**Exercise goal**.
Your reply should hold only the lines from the records below where "crates" occurs.

**Given information**.
Content starts

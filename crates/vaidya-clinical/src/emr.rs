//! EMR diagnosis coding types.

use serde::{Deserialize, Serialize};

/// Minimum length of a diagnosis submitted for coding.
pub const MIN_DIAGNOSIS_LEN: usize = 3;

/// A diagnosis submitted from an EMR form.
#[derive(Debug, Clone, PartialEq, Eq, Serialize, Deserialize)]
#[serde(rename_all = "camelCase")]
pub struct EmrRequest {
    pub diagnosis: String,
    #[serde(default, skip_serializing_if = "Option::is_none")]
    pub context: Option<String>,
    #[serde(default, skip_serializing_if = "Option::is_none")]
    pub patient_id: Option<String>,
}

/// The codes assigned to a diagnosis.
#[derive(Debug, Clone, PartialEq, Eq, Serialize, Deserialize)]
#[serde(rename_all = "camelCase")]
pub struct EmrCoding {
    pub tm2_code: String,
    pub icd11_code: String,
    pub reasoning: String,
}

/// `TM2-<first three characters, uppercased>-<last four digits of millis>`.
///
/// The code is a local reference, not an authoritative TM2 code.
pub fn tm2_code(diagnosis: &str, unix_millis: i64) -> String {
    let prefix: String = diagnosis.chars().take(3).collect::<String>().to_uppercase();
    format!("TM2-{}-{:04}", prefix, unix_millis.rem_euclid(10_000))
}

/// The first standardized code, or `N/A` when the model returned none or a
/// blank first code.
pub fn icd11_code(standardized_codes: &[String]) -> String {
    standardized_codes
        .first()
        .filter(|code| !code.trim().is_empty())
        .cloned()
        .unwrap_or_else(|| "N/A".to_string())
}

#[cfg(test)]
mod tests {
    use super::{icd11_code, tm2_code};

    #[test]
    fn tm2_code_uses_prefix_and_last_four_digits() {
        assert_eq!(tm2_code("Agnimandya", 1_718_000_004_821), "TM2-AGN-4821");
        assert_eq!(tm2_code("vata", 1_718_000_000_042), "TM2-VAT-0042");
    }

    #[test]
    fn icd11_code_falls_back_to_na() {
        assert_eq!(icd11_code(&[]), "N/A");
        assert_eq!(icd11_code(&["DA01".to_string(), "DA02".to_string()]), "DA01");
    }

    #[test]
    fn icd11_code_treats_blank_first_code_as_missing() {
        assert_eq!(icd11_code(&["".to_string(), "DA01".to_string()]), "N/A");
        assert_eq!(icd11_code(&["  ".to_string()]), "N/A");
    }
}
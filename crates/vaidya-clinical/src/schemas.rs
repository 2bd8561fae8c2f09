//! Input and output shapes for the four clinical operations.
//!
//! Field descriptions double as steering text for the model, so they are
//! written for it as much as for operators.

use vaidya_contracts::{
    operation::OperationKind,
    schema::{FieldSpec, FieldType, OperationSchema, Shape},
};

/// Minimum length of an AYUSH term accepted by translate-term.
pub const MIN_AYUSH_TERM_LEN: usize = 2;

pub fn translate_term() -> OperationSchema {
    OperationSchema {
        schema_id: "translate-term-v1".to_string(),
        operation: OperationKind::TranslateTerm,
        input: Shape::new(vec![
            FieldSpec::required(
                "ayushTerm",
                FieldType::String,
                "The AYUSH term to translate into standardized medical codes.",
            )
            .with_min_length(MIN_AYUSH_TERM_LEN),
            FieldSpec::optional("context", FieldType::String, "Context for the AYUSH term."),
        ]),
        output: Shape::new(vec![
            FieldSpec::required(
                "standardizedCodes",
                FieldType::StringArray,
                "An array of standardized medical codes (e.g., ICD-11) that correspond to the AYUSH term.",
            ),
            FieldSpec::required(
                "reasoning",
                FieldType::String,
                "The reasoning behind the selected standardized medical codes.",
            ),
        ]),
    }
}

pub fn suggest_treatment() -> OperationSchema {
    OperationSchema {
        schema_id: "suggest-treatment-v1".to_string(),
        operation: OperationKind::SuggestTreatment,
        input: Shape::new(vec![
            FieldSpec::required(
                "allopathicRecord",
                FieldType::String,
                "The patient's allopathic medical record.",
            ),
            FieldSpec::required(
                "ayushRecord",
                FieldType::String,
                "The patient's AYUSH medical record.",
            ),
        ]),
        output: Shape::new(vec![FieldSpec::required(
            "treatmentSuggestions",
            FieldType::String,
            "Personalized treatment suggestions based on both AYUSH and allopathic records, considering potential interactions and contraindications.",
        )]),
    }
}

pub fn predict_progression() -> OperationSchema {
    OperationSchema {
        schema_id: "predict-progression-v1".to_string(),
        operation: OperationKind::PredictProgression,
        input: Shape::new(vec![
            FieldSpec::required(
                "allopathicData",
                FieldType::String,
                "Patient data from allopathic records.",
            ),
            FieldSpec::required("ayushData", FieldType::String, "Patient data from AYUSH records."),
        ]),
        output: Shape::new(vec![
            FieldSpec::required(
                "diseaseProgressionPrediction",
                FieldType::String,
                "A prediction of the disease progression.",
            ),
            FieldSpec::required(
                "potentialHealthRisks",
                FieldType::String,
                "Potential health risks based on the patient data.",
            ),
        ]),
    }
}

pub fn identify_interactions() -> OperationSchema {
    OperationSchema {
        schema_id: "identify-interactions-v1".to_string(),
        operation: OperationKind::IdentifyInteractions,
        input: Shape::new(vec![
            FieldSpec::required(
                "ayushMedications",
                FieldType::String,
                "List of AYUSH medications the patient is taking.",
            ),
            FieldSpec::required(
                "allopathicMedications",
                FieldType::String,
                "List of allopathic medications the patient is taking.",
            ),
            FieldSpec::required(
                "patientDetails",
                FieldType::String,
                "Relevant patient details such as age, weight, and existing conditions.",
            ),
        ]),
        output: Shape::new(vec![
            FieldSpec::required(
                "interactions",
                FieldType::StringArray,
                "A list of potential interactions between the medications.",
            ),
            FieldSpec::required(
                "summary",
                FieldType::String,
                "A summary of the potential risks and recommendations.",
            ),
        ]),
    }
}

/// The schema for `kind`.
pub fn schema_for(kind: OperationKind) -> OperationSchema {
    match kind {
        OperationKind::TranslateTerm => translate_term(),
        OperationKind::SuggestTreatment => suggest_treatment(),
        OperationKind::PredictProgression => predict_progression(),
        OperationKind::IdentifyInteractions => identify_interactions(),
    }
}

Content ends

**Result of the task**.
filename crates/vaidya-clinical/src/emr.rs
filename crates/vaidya-clinical/src/schemas.rs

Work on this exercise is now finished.